The Loch Ness Momster

thelochnessmomster

Listen up, folks.  I found her!  You know that perfect mom that every mommy blog describes?  She does more than just keep everyone alive.  She makes art projects and cooks tasty meals.  She plays princess and super hero with both her son and her daughter.  She pins for parties and brings the ideas to life.  She reads to the babies daily, prays with them nightly, and makes sure they get fresh air, free affection, and fun activities always.  She lives in the moment with her little miracles and disconnects from all social media…for days at a time!

And there’s more.

Her hair’s a mess, and she loves a pair of yoga pants.  Her house is as clean as it’s going to be, and she has lost her temper, more than once.  She forgets, falls, and flounders for the right words.  She nice.  REALLY nice.  Genuinely nice.  She will laugh, cry, complain, wonder, and resolve to try again right alongside you.  She’s human.  She’s REAL.  And I found her.

I had our first play date recently at my house.  I thought the place was too messy, but I didn’t even see her look at it.  I thought the girl was too selfish, but she kept responding to her with kindness.  I thought the boy was too rowdy, but she laughed at his sweet dance moves.  I thought the baby cried too much, and I was embarrassed that I couldn’t get him to sleep (like she did with her same-aged son).  She didn’t care.  She didn’t notice.  She wasn’t judging.

We talked.  We played with the kids.  We refereed.  We snacked.  We enjoyed the visit.  I felt SO at ease with her.  The less of my perceived chaos that she was affected by, the less I noticed it too.  We talked about some parenting issues we were each having and some successes too.  And then it happened.  I said something good about the boy.  He’s two and knows the whole alphabet and all the numbers.  I’m pretty proud of him, and I let it slip.  Crap.  Now she was going to think I was one of those moms who brags about her kids.  I cringed after letting the compliments out…expecting the masked scoff and eye roll.  But she cheered for him.  For MY son.  She was so clearly pumped for us that I smiled and actually accepted the heartfelt accolades she gave me.  Later, when I questioned some choices I made, she not only offered her suggestions but also praise for how I was thinking it through.  In the middle of my crazy life, I felt like I was doing it all right…because of another mother.  I know.  If I hadn’t lived it, I wouldn’t believe me either.

And there’s more.

Her ease was contagious.  Don’t get me wrong, she had her share of tense moments with her two in tow.  She was just so free of any condescension towards me OR herself.  She would get frustrated and shake it off.  Literally.  It was there on top of the tortilla chips and goldfish crumbled on my floor.  This is parenting.  This is what comes with it: the happiness and the worry, the ups and the downs, the cheering and the crying, the endless choices of what to do with the babes that you brought to life and need to raise into adults.  She wasn’t judging either of us, and her attitude helped me to lighten up and know that everything I was doing was okay because I was doing the best I could.  She was doing the same, living a life of trial and error right along with me.  We just happen to have different trials and errors.

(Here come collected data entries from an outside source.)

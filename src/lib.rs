//! A tree-walking-free, single-pass-compiled bytecode interpreter for a
//! small dynamically typed scripting language in the Lox family.
//!
//! The crate is organized around shared data types under [`common`], the
//! single-pass scanner/compiler under [`compiler`], the VM proper (heap,
//! GC, dispatch loop) under [`vm`], and per-instance tunables under
//! [`config`].

pub mod common;
pub mod compiler;
pub mod config;
pub mod vm;

pub use config::Config;
pub use vm::error::{InterpretError, InterpretResult};
pub use vm::VirtualMachine;
//! Tunables for a `VirtualMachine` instance, threaded explicitly through
//! `VirtualMachine::with_config` rather than module-level constants, so
//! multiple VM instances can coexist with independent limits.

#[derive(Debug, Clone)]
pub struct Config {
    /// Maximum live call frames before `RuntimeError::StackOverflow`.
    pub frames_max: usize,
    /// Capacity of the value stack, `frames_max * 256` by default.
    /// Enforced in `call_closure`: a call that would push the stack past
    /// this many slots fails with `RuntimeError::StackOverflow` instead of
    /// growing the backing `Vec` without bound.
    pub stack_max: usize,
    /// Multiplier applied to `bytesAllocated` to pick the next GC
    /// threshold after a collection.
    pub gc_heap_grow_factor: usize,
    /// Bytes allocated before the first collection is considered.
    pub initial_gc_threshold: usize,
    /// Forces a collection before continuing after every dispatched
    /// instruction, the granularity available without plumbing a
    /// full VM context through every `Heap::alloc_*` call.
    pub stress_gc: bool,
}

impl Config {
    pub const DEFAULT_FRAMES_MAX: usize = 64;
    pub const DEFAULT_GC_GROW_FACTOR: usize = 2;
    pub const DEFAULT_INITIAL_GC_THRESHOLD: usize = 1024 * 1024;

    pub fn stress_gc() -> Self {
        Self {
            stress_gc: true,
            ..Self::default()
        }
    }
}

impl Default for Config {
    fn default() -> Self {
        Self {
            frames_max: Self::DEFAULT_FRAMES_MAX,
            stack_max: Self::DEFAULT_FRAMES_MAX * 256,
            gc_heap_grow_factor: Self::DEFAULT_GC_GROW_FACTOR,
            initial_gc_threshold: Self::DEFAULT_INITIAL_GC_THRESHOLD,
            stress_gc: false,
        }
    }
}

I couldn’t believe it.  All this time I thought Pinterest was there for show offs to display their talents, but it’s just a place for ideas, for things you can do if you feel like it and have the time and talent.  All this time I thought Instagram was there to highlight the best moments your plates, kids, and pets will give you (even if you have to pose them yourself) and to filter out the rest.  All this time I thought Facebook was for lying.  Fakebook, right?  All this time, I thought the playground was for gossip and filled with judging moms.  That feeling in the air.  The sideways glances that are exchanged.  The whispers that are murmured.  They land louder than fighter jets and have the same menacing presence.

But there’s more.

There’s this beautiful woman, real and true and free.  She exists, people!  And probably the most remarkable part of the play date was that at the end, after spending a few hours with this previously unknown creature, as I walked her to the door,  I caught a glimpse of another one of her…in the mirror.  That’s right.  What she’s got is contagious, and I have never been happier to have caught something after a play date.